Il Signore degli Anelli ancora protagonista!

foto-news.jpgUn altro libro. Che però parla del film. Tenendo presente il libro. Ma non questo, quello vero. Insomma, un gran casino, simile a quello che succede ogni volta che qualcuno intavola un discorso con Il Signore degli Anelli come tema.
- Ma tu parli del film o del libro?
- Sì, ma vuoi mettere il romanzo…
- Certo che la battaglia era proprio come me l’immaginavo…
- Stasera c’è un film con Frodo, guarda!
Quando una storia ci entra nel sangue, è difficile tenere sempre distinti occhi e cuore. Più o meno come ci succede con Tolkien e Jackson, che si contendono il titolo di inventori del sogno, davanti alle nostre coscienze ammaliate da entrambe le versioni. Ma forse non c’è bisogno di questa guerra interiore. Forse hanno dato vita, entrambi, ad un sogno diverso: e forse leggendo il libro di Emanule Terzuoli riusciremo a decidere con tutti i dati giusti davanti agli occhi. Oppure saremo più confusi di prima, chissà. Di certo leggere Il Signore degli Anelli: da J. R. R. Tolkien a Peter Jackson, fa più bene che male.


Una trasposizione cinematografica è un’impresa ardua, che apre le porte a soli due risultati: il dimenticatoio o la gloria eterna. Niente discreti risultati, per i traspositori fallimentari. Niente rimborso morale, per un cast da dimenticare. Niente scusanti per un solo momento di imbarazzante dialogo. Certo, è opinione comune che l’opera di Jackson non abbia tentennato un momento nella sua rotta verso la gloria, ma non pensate che il testo di Terzuoli sia un libro-apologia per il film: l’autore emana la sua prima condanna già nelle presentazioni già circolate:
“Leggere le avventure di Aragorn senza vedere con gli occhi della mente la faccia di Viggo Mortensen sarà ormai quasi impossibile; né i grandi occhi da bambino del piccolo Hobbit Frodo saranno più diversi da quelli di Elijah Wood. Il coniglio e la sua gabbia ormai hanno una taglia, una forma e un colore.

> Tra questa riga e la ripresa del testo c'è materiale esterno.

use core::borrow::Borrow;

use log::{debug, trace, warn};

use super::RbTree;
use crate::{
    Error, Result,
    node::{Color, NIL, NodeId, Side},
};

impl<K: Ord> RbTree<K> {
    /// Erases the node behind `id` and returns its key.
    ///
    /// # Arguments
    ///
    /// * `id` - Handle to a node of this tree
    ///
    /// # Returns
    ///
    /// * `Result<K>` - The erased key, or [`Error::InvalidNode`] if the handle
    ///   is stale or was issued by another tree; the tree is then unchanged.
    pub fn erase(&mut self, id: NodeId) -> Result<K> {
        let Some(target) = self.resolve(id) else {
            warn!("tree {}: rejected erase with invalid handle {id:?}", self.id);
            return Err(Error::InvalidNode);
        };
        self.delete_node(target).ok_or(Error::InvalidNode)
    }

    /// Removes `key` from the tree
    ///
    /// # Returns
    ///
    /// * `Option<K>` - The stored key, or `None` if it was not present
    pub fn remove<Q>(&mut self, key: &Q) -> Option<K>
    where
        K: Borrow<Q>,
        Q: Ord + ?Sized,
    {
        let target = self.find_index(key);
        if target == NIL {
            return None;
        }
        self.delete_node(target)
    }

    fn delete_node(&mut self, target: usize) -> Option<K> {
        let (original_color, fixup_node, fixup_parent) = self.splice(target);

        // removing a red node leaves every black height intact
        if original_color == Color::Black {
            self.fix_deletion_violations(fixup_node, fixup_parent);
        }
        self.len -= 1;

        let key = self.release_node(target);

        debug_assert!(
            self.verify().is_ok(),
            "RB tree invariants violated after removal"
        );
        debug!("tree {}: erased node {target}, len {}", self.id, self.len);

        key
    }

    /// Detaches `target` from the tree.
    ///
    /// With two children the in-order successor is physically moved into
    /// `target`'s position and takes over its color; keys never move between
    /// nodes, so outstanding handles keep naming the same key.
    ///
    /// # Returns
    ///
    /// * `(Color, usize, usize)` - Color of the node that left its position,
    ///   the node now occupying that position (possibly nil) and its parent
    fn splice(&mut self, target: usize) -> (Color, usize, usize) {
        let node = self.node_at(target);
        let (left, right, color, parent) = (node.left, node.right, node.color, node.parent);

        if left == NIL || right == NIL {
            let child = if left == NIL { right } else { left };
            self.transplant(target, child);
            return (color, child, parent);
        }

        let successor = self.subtree_extreme(right, Side::Left);
        let successor_color = self.color_of(successor);
        let fixup_node = self.node_at(successor).right;

        let fixup_parent = if self.node_at(successor).parent == target {
            successor
        } else {
            let successor_parent = self.node_at(successor).parent;
            self.transplant(successor, fixup_node);
            self.node_at_mut(successor).right = right;
            self.node_at_mut(right).parent = successor;
            successor_parent
        };

        self.transplant(target, successor);
        let moved = self.node_at_mut(successor);
        moved.left = left;
        moved.color = color;
        self.node_at_mut(left).parent = successor;

        (successor_color, fixup_node, fixup_parent)
    }

    /// Puts the subtree rooted at `new` where `old` was. `old`'s own links
    /// are left as they are.
    fn transplant(&mut self, old: usize, new: usize) {
        let parent = self.node_at(old).parent;
        self.replace_child(parent, old, new);
        if new != NIL {
            self.node_at_mut(new).parent = parent;
        }
    }

    /// Absorbs the missing black unit at `node`. `node` may be nil, so its
    /// position is tracked through `parent`. Both mirror images run through
    /// `side`, the side of `parent` that `node` occupies.
    fn fix_deletion_violations(&mut self, mut node: usize, mut parent: usize) {
        while node != self.root && self.is_black(node) {
            if node != NIL {
                parent = self.parent(node);
            }

            let side = if self.child(parent, Side::Left) == node {
                Side::Left
            } else {
                Side::Right
            };
            let far = side.opposite();
            let mut sibling = self.child(parent, far);

            if self.is_red(sibling) {
                trace!("erase fixup at {parent}: red sibling, rotating toward {side:?}");
                self.set_color(sibling, Color::Black);
                self.set_color(parent, Color::Red);
                self.rotate(parent, side);
                sibling = self.child(parent, far);
            }

            if self.is_black(self.child(sibling, Side::Left))
                && self.is_black(self.child(sibling, Side::Right))
            {
                trace!("erase fixup at {parent}: black nephews, moving deficiency up");
                self.set_color(sibling, Color::Red);
                node = parent;
                parent = self.parent(node);
            } else {
                if self.is_black(self.child(sibling, far)) {
                    trace!("erase fixup at {parent}: red near nephew, rotating sibling");
                    self.set_color(self.child(sibling, side), Color::Black);
                    self.set_color(sibling, Color::Red);
                    self.rotate(sibling, far);
                    sibling = self.child(parent, far);
                }

                trace!("erase fixup at {parent}: red far nephew, absorbing");
                self.set_color(sibling, self.color_of(parent));
                self.set_color(parent, Color::Black);
                self.set_color(self.child(sibling, far), Color::Black);
                self.rotate(parent, side);
                node = self.root;
            }
        }

        self.set_color(node, Color::Black);
    }
}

Ma nemmeno una sentenza irrevocabile:
“La Compagnia dell’Anello inizia con lo schermo nero. E’ stata una decisione unanime, indispensabile per conferire da subito il giusto tono lirico al film, oltre che preparare lo spettatore a quello che avrebbe visto. La grande attesa che l’evento aveva generato nei mesi precedenti l’uscita nelle sale aveva insinuato anche nel più distaccato un’aspettativa e una curiosità tali da rendere fondamentale la prima scena. Trovarsi, anche se per pochi secondi, di fronte allo schermo nero aveva un significato preciso: siamo partiti, l’avventura è cominciata. Pochi istanti, accompagnati dai canti elfici in sottofondo, e una voce di donna inizia a parlare. E’ quasi un sussurro, eppure il tono è potente e autorevole. L’idea era di dare l’impressione di una voce senza tempo, effetto senza dubbio ottenuto. In questo è stato geniale iniziare con una frase incomprensibile: I amar prestar aen. Lo spettatore si sporge di qualche grado sulla sedia, cercando di sentire meglio, quando, con un tono leggermente più alto, la stessa frase è pronunciata nella lingua degli Uomini: Il mondo è cambiato. Il primo grande omaggio a Tolkien, che con ogni probabilità ha riempito all’istante il cuore di tutti gli appassionati. Il film iniziato in lingua originale! E la lingua originale, ovviamente, è quella elfica.”
Allora: volete scoprire a quale sogno appartenete? Leggete il libro: forse scoprirete di appartenere ad entrambi.